> Task instructions
Filter the entries beneath this task, copying only the lines that hold the word "DateTime".

Saved entries:
impl QuotationDraft {
    /// A fresh draft on step 1 with a pending record per document
    pub(crate) fn new(documents: impl IntoIterator<Item = DocumentRecord>, now: DateTime<Utc>) -> Self {
        let id = QuotationId::new_v7();
        Self {
            id,
            form: BTreeMap::new(),
            documents: documents
                .into_iter()
                .map(|record| (record.document_type(), record))
                .collect(),
            premium: None,
            step_index: 1,
            highest_reached: 1,
            errors: BTreeMap::new(),
            submitting: None,
            receipt: None,
            events: vec![QuotationEvent::QuotationStarted {
                quotation_id: id,
                timestamp: now,
            }],
            created_at: now,
            updated_at: now,
        }
    }

    // ========================================================================
    // Accessors
    // ========================================================================

    pub fn id(&self) -> QuotationId {
        self.id
    }

    pub fn values(&self) -> &BTreeMap<FormField, String> {
        &self.form
    }

    /// The trimmed, non-empty value of `field`
    pub fn value(&self, field: FormField) -> Option<&str> {
        read(&self.form, field)
    }

    pub fn documents(&self) -> impl Iterator<Item = &DocumentRecord> {
        self.documents.values()
    }

    pub fn document(&self, document_type: DocumentType) -> Option<&DocumentRecord> {
        self.documents.get(&document_type)
    }

    pub fn premium(&self) -> Option<&PremiumBreakdown> {
        self.premium.as_ref()
    }

    pub fn step_index(&self) -> usize {
        self.step_index
    }

    /// The highest step ever validly reached
    pub fn highest_reached(&self) -> usize {
        self.highest_reached
    }

    pub fn errors(&self) -> &BTreeMap<ErrorKey, String> {
        &self.errors
    }

    pub fn error(&self, key: ErrorKey) -> Option<&str> {
        self.errors.get(&key).map(String::as_str)
    }

    pub fn is_submitting(&self) -> bool {
        self.submitting.is_some()
    }

    pub fn submission_id(&self) -> Option<SubmissionId> {
        self.submitting
    }

    pub fn receipt(&self) -> Option<&SubmissionReceipt> {
        self.receipt.as_ref()
    }

    pub fn created_at(&self) -> DateTime<Utc> {
        self.created_at
    }

    pub fn updated_at(&self) -> DateTime<Utc> {
        self.updated_at
    }

    /// Returns accumulated domain events and clears them
    pub fn take_events(&mut self) -> Vec<QuotationEvent> {
        std::mem::take(&mut self.events)
    }

    /// The selected cover, if the cover type parses
    pub fn product(&self) -> Option<ProductCode> {
        self.value(FormField::CoverType).and_then(|v| v.parse().ok())
    }

    /// The cover start date, if it parses
    pub fn start_date(&self) -> Option<NaiveDate> {
        self.value(FormField::StartDate).and_then(parse_document_date)
    }

    // ========================================================================
    // Derived views
    // ========================================================================

    /// Builds the rating request from the declared values
    ///
    /// # Arguments
    ///
    /// * `rated_on` - Today's date in the jurisdiction
    /// * `underwriter` - Rate with this underwriter instead of the selected one
    ///
    /// # Errors
    ///
    /// `InvalidRequest` naming the first missing or unreadable input
    pub fn rating_request(
        &self,
        rated_on: NaiveDate,
        underwriter: Option<UnderwriterId>,
    ) -> Result<RatingRequest, RatingError> {
        let product: ProductCode = self.required(FormField::CoverType, RatingInput::Product)?.parse()?;
        let underwriter = match underwriter {
            Some(underwriter) => underwriter,
            None => UnderwriterId::new(self.required(FormField::Insurer, RatingInput::Underwriter)?),
        };

        let declared_value = parse_amount(self.required(FormField::VehicleValue, RatingInput::DeclaredValue)?)
            .ok_or_else(|| RatingError::invalid(RatingInput::DeclaredValue, "Vehicle value must be a number"))?;
        let year_of_manufacture = self
            .required(FormField::YearOfManufacture, RatingInput::YearOfManufacture)?
            .parse::<i32>()
            .map_err(|_| RatingError::invalid(RatingInput::YearOfManufacture, "Enter a four-digit year"))?;
        let engine_capacity_cc = self
            .value(FormField::EngineCapacity)
            .map(|v| {
                v.replace(',', "").parse::<u32>().map_err(|_| {
                    RatingError::invalid(RatingInput::EngineCapacity, "Engine capacity must be a whole number of cc")
                })
            })
            .transpose()?;
        let usage: UsageType = self.required(FormField::UsageType, RatingInput::UsageType)?.parse()?;
        let category: VehicleCategory = self
            .required(FormField::VehicleCategory, RatingInput::VehicleCategory)?
            .parse()?;

        let duration_months = self
            .required(FormField::InsuranceDuration, RatingInput::Duration)?
            .parse::<u32>()
            .map_err(|_| RatingError::invalid(RatingInput::Duration, "Duration must be a whole number of months"))?;
        let start_date = parse_document_date(self.required(FormField::StartDate, RatingInput::StartDate)?)
            .ok_or_else(|| RatingError::invalid(RatingInput::StartDate, "Cover start date must be a valid date"))?;

        let driver = match self.value(FormField::DateOfBirth) {
            Some(value) => {
                let born = parse_document_date(value)
                    .ok_or_else(|| RatingError::invalid(RatingInput::DriverAge, "Date of birth must be a valid date"))?;
                let driver = DriverProfile::from_date_of_birth(born, rated_on);
                let years_licensed = self
                    .value(FormField::YearsLicensed)
                    .map(|v| {
                        v.parse::<u32>().map_err(|_| {
                            RatingError::invalid(RatingInput::YearsLicensed, "Years licensed must be a whole number")
                        })
                    })
                    .transpose()?;
                Some(match years_licensed {
                    Some(years) => driver.with_years_licensed(years),
                    None => driver,
                })
            }
            None => None,
        };

        let prior_claims = self.value(FormField::ClaimsHistory).and_then(parse_yes_no);
        let modified = self.value(FormField::Modifications).and_then(parse_yes_no);
        let history = (prior_claims.is_some() || modified.is_some()).then(|| RatingHistory {
            prior_claims: prior_claims.unwrap_or(false),
            modified: modified.unwrap_or(false),
        });

        Ok(RatingRequest {
            vehicle: VehicleProfile {
                registration: self.text(FormField::RegistrationNumber),
                make: self.text(FormField::Make),
                model: self.text(FormField::Model),
                year_of_manufacture,
                engine_capacity_cc,
                declared_value,
                usage,
                category,
            },
            driver,
            coverage: CoverageSelection {
                product,
                underwriter,
                duration_months,
                start_date,
            },
            history,
            rated_on,
        })
    }

    /// The payment selection, if a valid method is chosen
    pub fn payment_selection(&self) -> Option<PaymentSelection> {
        let method: PaymentMethod = self.value(FormField::PaymentMethod)?.parse().ok()?;
        let phone = if method.requires_phone() {
            self.value(FormField::PaymentPhone).map(str::to_string)
        } else {
            None
        };
        Some(PaymentSelection { method, phone })
    }

    pub fn proposer(&self) -> ProposerDetails {
        ProposerDetails {
            full_name: self.text(FormField::OwnerName),
            id_number: self.text(FormField::OwnerIdNumber),
            phone: self.text(FormField::OwnerPhone),
            email: self.text(FormField::OwnerEmail),
            kra_pin: self.value(FormField::KraPin).map(str::to_string),
        }
    }

    /// Metadata of every document that has been uploaded
    pub fn document_summaries(&self) -> Vec<DocumentSummary> {
        self.documents
            .values()
            .filter(|record| record.upload_id().is_some())
            .map(|record| DocumentSummary {
                document_type: record.document_type(),
                status: record.status(),
                upload_id: record.upload_id(),
                raw_ref: record.capture().map(|c| c.raw_ref.clone()),
                confidence: record.confidence(),
            })
            .collect()
    }

    fn required(&self, field: FormField, input: RatingInput) -> Result<&str, RatingError> {
        self.value(field)
            .ok_or_else(|| RatingError::invalid(input, format!("{} is required", field.label())))
    }

    fn text(&self, field: FormField) -> String {
        self.value(field).unwrap_or_default().to_string()
    }

    // ========================================================================
    // Mutations (workflow only)
    // ========================================================================

    pub(crate) fn set_value(&mut self, field: FormField, value: String, now: DateTime<Utc>) {
        self.form.insert(field, value);
        self.updated_at = now;
    }

    /// Drops the premium; returns true if one was held
    pub(crate) fn invalidate_premium(&mut self) -> bool {
        self.premium.take().is_some()
    }

    pub(crate) fn set_premium(&mut self, premium: Option<PremiumBreakdown>) {
        self.premium = premium;
    }

    pub(crate) fn move_to(&mut self, step_index: usize, now: DateTime<Utc>) {
        self.step_index = step_index;
        self.highest_reached = self.highest_reached.max(step_index);
        self.updated_at = now;
    }

    pub(crate) fn replace_errors(&mut self, errors: &[StepError]) {
        self.errors = errors
            .iter()
            .map(|e| (e.key, e.message.clone()))
            .collect();
    }

    pub(crate) fn clear_error(&mut self, key: ErrorKey) {
        self.errors.remove(&key);
    }

    pub(crate) fn set_error(&mut self, key: ErrorKey, message: impl Into<String>) {
        self.errors.insert(key, message.into());
    }

    pub(crate) fn document_mut(&mut self, document_type: DocumentType) -> Option<&mut DocumentRecord> {
        self.documents.get_mut(&document_type)
    }

    pub(crate) fn put_document(&mut self, record: DocumentRecord) {
        self.documents.insert(record.document_type(), record);
    }

    pub(crate) fn start_submission(&mut self, submission_id: SubmissionId) {
        self.submitting = Some(submission_id);
    }

    pub(crate) fn finish_submission(&mut self, receipt: Option<SubmissionReceipt>) {
        self.submitting = None;
        if receipt.is_some() {
            self.receipt = receipt;
        }
    }

    pub(crate) fn record(&mut self, event: QuotationEvent) {
        self.events.push(event);
    }

    /// Clears everything the proposer declared or uploaded
    pub(crate) fn discard(&mut self, now: DateTime<Utc>) {
        self.form.clear();
        self.documents.clear();
        self.premium = None;
        self.errors.clear();
        self.submitting = None;
        self.updated_at = now;
    }
}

> Your response
    pub(crate) fn new(documents: impl IntoIterator<Item = DocumentRecord>, now: DateTime<Utc>) -> Self {
    pub fn created_at(&self) -> DateTime<Utc> {
    pub fn updated_at(&self) -> DateTime<Utc> {
    pub(crate) fn set_value(&mut self, field: FormField, value: String, now: DateTime<Utc>) {
    pub(crate) fn move_to(&mut self, step_index: usize, now: DateTime<Utc>) {
    pub(crate) fn discard(&mut self, now: DateTime<Utc>) {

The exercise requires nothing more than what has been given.